“What does that mean?”
“A lot of sitting around, mostly,” he said with a shrug of his shoulders.
“That’s boring. But then, you do get to play with the president. I’m on the fence.” She looked above their heads and waved. Madeline froze, and beneath the table, her hand reached for Dean’s. Slowly, she tilted her head, until her eyes locked with Harrison’s. He had the advantage. He’d presumably seen them long before she’d realised he was watching.
“What about you, Madeline? What do you do? Cause you know the president as well. And maybe your job is a bit funner.”
“More fun,” Harrison’s voice broke into their conversation, correcting his daughter automatically. His strong body was taut and controlled, as he stood firm above their group.
Ivy showed one of her eye rolls to Dean, earning a chuckle. “What do you do?”
Madeline looked up at Harrison, her cheeks glowing with pink. “I’m a lawyer. Harrison, this is my… husband… Dean Howard. Dean, this is Harrison. Ivy’s father.”
Ivy’s father, Harrison fumed. That’s how she chose to introduce him? Of all the ways she could have chosen to detail their relationship, that was what she said?
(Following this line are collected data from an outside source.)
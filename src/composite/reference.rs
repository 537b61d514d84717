//! Pixel-at-a-time reference implementations.
//!
//! These walk the image with explicit `(x, y)` loops and run each stage as a separate pass,
//! mirroring the textbook formulation. They exist to cross-check the row-wise implementations
//! and always run on the calling thread; `settings.threading` is ignored.

use image::{Rgba, RgbaImage};

use crate::{
    composite::{
        add::add_pixel,
        alpha::{AlphaSource, TransparencyMask},
        ensure_same_dimensions,
        over::{coverage, over_rgb, pack},
        settings::CompositeSettings,
    },
    foundation::{
        error::{BlendError, BlendResult},
        math::normalize,
    },
};

/// Unguarded straight-alpha "over".
///
/// Unlike [`crate::composite_over`], this fails with [`BlendError::ZeroCoverage`] at the first
/// pixel (in row-major order) where both layers are fully transparent.
pub fn composite_over_reference(
    src: &RgbaImage,
    dst: &RgbaImage,
    settings: &CompositeSettings,
) -> BlendResult<RgbaImage> {
    settings.validate()?;
    let (width, height) = ensure_same_dimensions(src, dst)?;

    let mut out = RgbaImage::new(width, height);
    for y in 0..height {
        for x in 0..width {
            let s = src.get_pixel(x, y).0;
            let d = dst.get_pixel(x, y).0;
            let src_a = normalize(s[3]);
            let dst_a = normalize(d[3]);

            let out_a = coverage(src_a, dst_a);
            if out_a == 0.0 {
                return Err(BlendError::ZeroCoverage { x, y });
            }
            let rgb = over_rgb(s, src_a, d, dst_a, out_a);
            out.put_pixel(x, y, Rgba(pack(rgb, out_a, settings.rounding)));
        }
    }
    Ok(out)
}

/// Weighted blend computed pixel by pixel, with the mask applied as a final pass.
pub fn composite_add_reference(
    layer1: &RgbaImage,
    layer2: &RgbaImage,
    alpha1: &AlphaSource,
    alpha2: &AlphaSource,
    apply_mask: bool,
    settings: &CompositeSettings,
) -> BlendResult<RgbaImage> {
    settings.validate()?;
    let (width, height) = ensure_same_dimensions(layer1, layer2)?;
    let a1 = alpha1.resolve((width, height), settings.alpha_range)?;
    let a2 = alpha2.resolve((width, height), settings.alpha_range)?;

    let mask = apply_mask.then(|| TransparencyMask::from_image(layer1));

    let mut out = RgbaImage::new(width, height);
    for y in 0..height {
        for x in 0..width {
            let idx = y as usize * width as usize + x as usize;
            let blended = add_pixel(
                layer1.get_pixel(x, y).0,
                layer2.get_pixel(x, y).0,
                a1.at(idx),
                a2.at(idx),
                settings.rounding,
            );
            out.put_pixel(x, y, Rgba(blended));
        }
    }

    if let Some(mask) = mask {
        for y in 0..height {
            for x in 0..width {
                if mask.is_transparent(x, y) {
                    out.put_pixel(x, y, Rgba([0, 0, 0, 0]));
                }
            }
        }
    }
    Ok(out)
}

#[cfg(test)]
#[path = "../../tests/unit/composite/reference.rs"]
mod tests;
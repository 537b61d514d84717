//! Opacity inputs for the weighted blend and the transparency mask.
//!
//! A layer's opacity is either one scalar for the whole image or one value per pixel. Both
//! forms go through the same validation and broadcast identically across the color
//! channels, so a grid filled with `k` behaves exactly like `AlphaSource::Uniform(k)`.

use std::borrow::Cow;

use image::RgbaImage;

use crate::{
    composite::settings::AlphaRangePolicy,
    foundation::{
        error::{BlendError, BlendResult},
        math::normalize,
    },
};

/// Per-pixel opacity values, row-major, one `f32` per pixel.
#[derive(Clone, Debug, PartialEq)]
pub struct AlphaGrid {
    width: u32,
    height: u32,
    values: Vec<f32>,
}

impl AlphaGrid {
    /// Wrap `values` as a `width x height` grid.
    ///
    /// Fails when `values.len() != width * height`. The values themselves are checked later,
    /// against the settings of the operation that consumes the grid.
    pub fn new(width: u32, height: u32, values: Vec<f32>) -> BlendResult<Self> {
        let expected = pixel_count(width, height);
        if values.len() != expected {
            return Err(BlendError::validation(format!(
                "alpha grid {width}x{height} needs {expected} values, got {}",
                values.len()
            )));
        }
        Ok(Self {
            width,
            height,
            values,
        })
    }

    /// A grid with every pixel set to `value`.
    pub fn filled(width: u32, height: u32, value: f32) -> Self {
        Self {
            width,
            height,
            values: vec![value; pixel_count(width, height)],
        }
    }

    /// Build a grid by evaluating `f(x, y)` for every pixel.
    pub fn from_fn(width: u32, height: u32, mut f: impl FnMut(u32, u32) -> f32) -> Self {
        let mut values = Vec::with_capacity(pixel_count(width, height));
        for y in 0..height {
            for x in 0..width {
                values.push(f(x, y));
            }
        }
        Self {
            width,
            height,
            values,
        }
    }

    /// Use an image's own alpha channel, normalized to `[0, 1]`, as an opacity grid.
    pub fn from_alpha_channel(image: &RgbaImage) -> Self {
        let (width, height) = image.dimensions();
        Self {
            width,
            height,
            values: image.pixels().map(|p| normalize(p.0[3])).collect(),
        }
    }

    /// Grid width in pixels.
    pub fn width(&self) -> u32 {
        self.width
    }

    /// Grid height in pixels.
    pub fn height(&self) -> u32 {
        self.height
    }

    /// `(width, height)`.
    pub fn dimensions(&self) -> (u32, u32) {
        (self.width, self.height)
    }

    /// Raw row-major values.
    pub fn values(&self) -> &[f32] {
        &self.values
    }

    /// Value at `(x, y)`, or `None` when out of bounds.
    pub fn get(&self, x: u32, y: u32) -> Option<f32> {
        if x >= self.width || y >= self.height {
            return None;
        }
        self.values
            .get(y as usize * self.width as usize + x as usize)
            .copied()
    }
}

/// Opacity of one layer in [`crate::composite_add`].
#[derive(Clone, Debug, PartialEq)]
pub enum AlphaSource {
    /// Same opacity for every pixel.
    Uniform(f32),
    /// One opacity per pixel; must be shaped like the layer.
    PerPixel(AlphaGrid),
}

impl AlphaSource {
    /// Shorthand for [`AlphaSource::Uniform`].
    pub fn uniform(value: f32) -> Self {
        Self::Uniform(value)
    }

    /// Check shape and values against an image of size `dims`, applying `policy` to
    /// out-of-range values.
    pub(crate) fn resolve(
        &self,
        dims: (u32, u32),
        policy: AlphaRangePolicy,
    ) -> BlendResult<ResolvedAlpha<'_>> {
        match self {
            Self::Uniform(v) => Ok(ResolvedAlpha::Uniform(check_value(*v, policy)?)),
            Self::PerPixel(grid) => {
                if grid.dimensions() != dims {
                    return Err(BlendError::AlphaShapeMismatch {
                        expected: dims,
                        got: grid.dimensions(),
                    });
                }

                let mut needs_clamp = false;
                for &v in &grid.values {
                    let checked = check_value(v, policy)?;
                    needs_clamp |= checked != v;
                }

                let values = if needs_clamp {
                    Cow::Owned(grid.values.iter().map(|v| v.clamp(0.0, 1.0)).collect())
                } else {
                    Cow::Borrowed(grid.values.as_slice())
                };
                Ok(ResolvedAlpha::PerPixel(values))
            }
        }
    }
}

impl From<f32> for AlphaSource {
    fn from(value: f32) -> Self {
        Self::Uniform(value)
    }
}

impl From<AlphaGrid> for AlphaSource {
    fn from(grid: AlphaGrid) -> Self {
        Self::PerPixel(grid)
    }
}

/// Validated opacity, ready for per-pixel lookup.
#[derive(Clone, Debug)]
pub(crate) enum ResolvedAlpha<'a> {
    Uniform(f32),
    PerPixel(Cow<'a, [f32]>),
}

impl ResolvedAlpha<'_> {
    /// Opacity of the pixel at row-major index `idx`.
    pub(crate) fn at(&self, idx: usize) -> f32 {
        match self {
            Self::Uniform(v) => *v,
            Self::PerPixel(values) => values[idx],
        }
    }
}

fn check_value(v: f32, policy: AlphaRangePolicy) -> BlendResult<f32> {
    if !v.is_finite() {
        return Err(BlendError::InvalidAlpha { value: v });
    }
    if (0.0..=1.0).contains(&v) {
        return Ok(v);
    }
    match policy {
        AlphaRangePolicy::Clamp => Ok(v.clamp(0.0, 1.0)),
        AlphaRangePolicy::Reject => Err(BlendError::InvalidAlpha { value: v }),
    }
}

/// Pixels whose native alpha byte is exactly 0.
///
/// Captured from the unmodified layer before any blending math, independent of the opacity
/// the layer is blended with.
#[derive(Clone, Debug, PartialEq, Eq)]
pub struct TransparencyMask {
    width: u32,
    height: u32,
    transparent: Vec<bool>,
}

impl TransparencyMask {
    /// Capture the mask from `image`'s alpha channel.
    pub fn from_image(image: &RgbaImage) -> Self {
        let (width, height) = image.dimensions();
        Self {
            width,
            height,
            transparent: image.pixels().map(|p| p.0[3] == 0).collect(),
        }
    }

    /// `(width, height)`.
    pub fn dimensions(&self) -> (u32, u32) {
        (self.width, self.height)
    }

    /// Whether `(x, y)` is flagged. Out-of-bounds coordinates are never flagged.
    pub fn is_transparent(&self, x: u32, y: u32) -> bool {
        if x >= self.width || y >= self.height {
            return false;
        }
        self.at(y as usize * self.width as usize + x as usize)
    }

    /// Number of flagged pixels.
    pub fn count(&self) -> usize {
        self.transparent.iter().filter(|t| **t).count()
    }

    pub(crate) fn at(&self, idx: usize) -> bool {
        self.transparent[idx]
    }
}

fn pixel_count(width: u32, height: u32) -> usize {
    width as usize * height as usize
}

#[cfg(test)]
#[path = "../../tests/unit/composite/alpha.rs"]
mod tests;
He clenched his teeth together and extended a hand. Dean was just what he’d expected. Conservative. Wealthy. Attentive to Madeline.
He resisted the urge to crush the other man’s white-collar hands in his own firm grip.
“What kind of lawyer?” Ivy was persisting. “Sit down, daddy. You’re off duty now.”
And despite the tension of the situation, Madeline smiled at the girl’s incredibly precocious attitude.
“I’m a human rights lawyer,” she said plainly.
“What does that mean?”
“Well,” she looked up at Harrison thoughtfully. “Say your daddy wasn’t letting you go to the playground. I mean, ever. And he told you it was just because you had brown hair. I would probably go to court for you, to make your daddy take you to the playground.”
“Any excuse, hey Madeline?” Harrison said in an undertone, slipping his broad frame into one of the chairs.
Dean squeezed her hand, eyeing the other man thoughtfully. “My wife is an excellent lawyer, Ivy. She just won a huge case, for a little girl not much older than you. The New York Times came to interview her, and the president told me he thought it was a ground breaking win.”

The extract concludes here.